Data for processing:

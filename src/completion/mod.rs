//! 補完
//!
//! 候補の生成は `Completer` に任せ、エンジンは返された順序のまま扱う。
//! 絞り込みや並べ替えは行わない。

use crate::parser::ParsedLine;
use std::fs;
use std::path::{Path, PathBuf};

/// 補完候補
#[derive(Debug, Clone, PartialEq, Eq)]
pub struct Candidate {
    /// 挿入する値
    pub value: String,
    /// 一覧表示用の文字列
    pub display: String,
    /// 確定後に区切りの空白を付けるか
    pub complete: bool,
}

impl Candidate {
    pub fn new(value: impl Into<String>) -> Self {
        let value = value.into();
        Self {
            display: value.clone(),
            value,
            complete: true,
        }
    }

    pub fn with_display(mut self, display: impl Into<String>) -> Self {
        self.display = display.into();
        self
    }

    /// 続けて入力する候補（ディレクトリなど）
    pub fn incomplete(mut self) -> Self {
        self.complete = false;
        self
    }
}

/// 補完候補の生成器
pub trait Completer {
    fn complete(&self, line: &ParsedLine) -> Vec<Candidate>;
}

/// 候補を返さない補完器
#[derive(Debug, Clone, Copy, Default)]
pub struct NullCompleter;

impl Completer for NullCompleter {
    fn complete(&self, _line: &ParsedLine) -> Vec<Candidate> {
        Vec::new()
    }
}

/// 固定の単語列から接頭辞一致で返す補完器
#[derive(Debug, Clone, Default)]
pub struct StringsCompleter {
    words: Vec<String>,
}

impl StringsCompleter {
    pub fn new<I, S>(words: I) -> Self
    where
        I: IntoIterator<Item = S>,
        S: Into<String>,
    {
        Self {
            words: words.into_iter().map(Into::into).collect(),
        }
    }
}

impl Completer for StringsCompleter {
    fn complete(&self, line: &ParsedLine) -> Vec<Candidate> {
        let prefix = line.word_prefix();
        self.words
            .iter()
            .filter(|w| w.starts_with(prefix.as_str()))
            .map(|w| Candidate::new(w.as_str()))
            .collect()
    }
}

/// ファイルパス補完器
#[derive(Debug, Clone, Default)]
pub struct PathCompleter {
    /// 隠しファイルを表示するか
    show_hidden: bool,
}

impl PathCompleter {
    pub fn new() -> Self {
        Self::default()
    }

    /// 隠しファイル表示を設定
    pub fn with_hidden_files(mut self, show: bool) -> Self {
        self.show_hidden = show;
        self
    }

    /// 入力パスからディレクトリと部分ファイル名を分離
    fn split_path(input: &str) -> (String, PathBuf, String) {
        match input.rfind('/') {
            Some(idx) => {
                let dir_part = &input[..=idx];
                let expanded = shellexpand::tilde(dir_part).into_owned();
                (dir_part.to_string(), PathBuf::from(expanded), input[idx + 1..].to_string())
            }
            None => (String::new(), PathBuf::from("."), input.to_string()),
        }
    }

    fn entries(&self, dir: &Path) -> Vec<(String, bool)> {
        let Ok(read) = fs::read_dir(dir) else {
            return Vec::new();
        };
        let mut entries: Vec<(String, bool)> = read
            .filter_map(|entry| entry.ok())
            .map(|entry| {
                let name = entry.file_name().to_string_lossy().to_string();
                let is_dir = entry.file_type().map(|t| t.is_dir()).unwrap_or(false);
                (name, is_dir)
            })
            .filter(|(name, _)| self.show_hidden || !name.starts_with('.'))
            .collect();
        entries.sort();
        entries
    }
}

impl Completer for PathCompleter {
    fn complete(&self, line: &ParsedLine) -> Vec<Candidate> {
        let prefix = line.word_prefix();
        let (dir_part, dir, file_prefix) = Self::split_path(&prefix);
        self.entries(&dir)
            .into_iter()
            .filter(|(name, _)| name.starts_with(file_prefix.as_str()))
            .map(|(name, is_dir)| {
                if is_dir {
                    Candidate::new(format!("{}{}/", dir_part, name))
                        .with_display(format!("{}/", name))
                        .incomplete()
                } else {
                    Candidate::new(format!("{}{}", dir_part, name)).with_display(name)
                }
            })
            .collect()
    }
}

/// 補完中の状態（メニュー補完の巡回に使う）
#[derive(Debug, Clone, PartialEq, Eq)]
pub struct CompletionState {
    pub candidates: Vec<Candidate>,
    /// メニューで選択中の候補
    pub selected: Option<usize>,
    /// 置き換え対象の開始位置
    pub start: usize,
    /// 現在挿入されている文字列の長さ（文字数）
    pub inserted_len: usize,
    /// 補完前の単語
    pub original: String,
}

impl CompletionState {
    /// 次（負なら前）の候補を選ぶ
    pub fn advance(&mut self, step: i64) -> Option<&Candidate> {
        let len = self.candidates.len() as i64;
        if len == 0 {
            return None;
        }
        let next = match self.selected {
            Some(i) => (i as i64 + step).rem_euclid(len),
            None if step >= 0 => 0,
            None => len - 1,
        };
        self.selected = Some(next as usize);
        self.candidates.get(next as usize)
    }
}

/// 候補の共通接頭辞
pub fn common_prefix(candidates: &[Candidate], case_insensitive: bool) -> String {
    let mut iter = candidates.iter();
    let Some(first) = iter.next() else {
        return String::new();
    };
    let mut prefix: Vec<char> = first.value.chars().collect();
    for candidate in iter {
        let common = prefix
            .iter()
            .zip(candidate.value.chars())
            .take_while(|(a, b)| {
                if case_insensitive {
                    a.to_lowercase().eq(b.to_lowercase())
                } else {
                    **a == *b
                }
            })
            .count();
        prefix.truncate(common);
    }
    prefix.into_iter().collect()
}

Exercise description: From the records above, pull every line that carries the word "bool".

Task response:
    pub complete: bool,
    show_hidden: bool,
    pub fn with_hidden_files(mut self, show: bool) -> Self {
    fn entries(&self, dir: &Path) -> Vec<(String, bool)> {
        let mut entries: Vec<(String, bool)> = read
pub fn common_prefix(candidates: &[Candidate], case_insensitive: bool) -> String {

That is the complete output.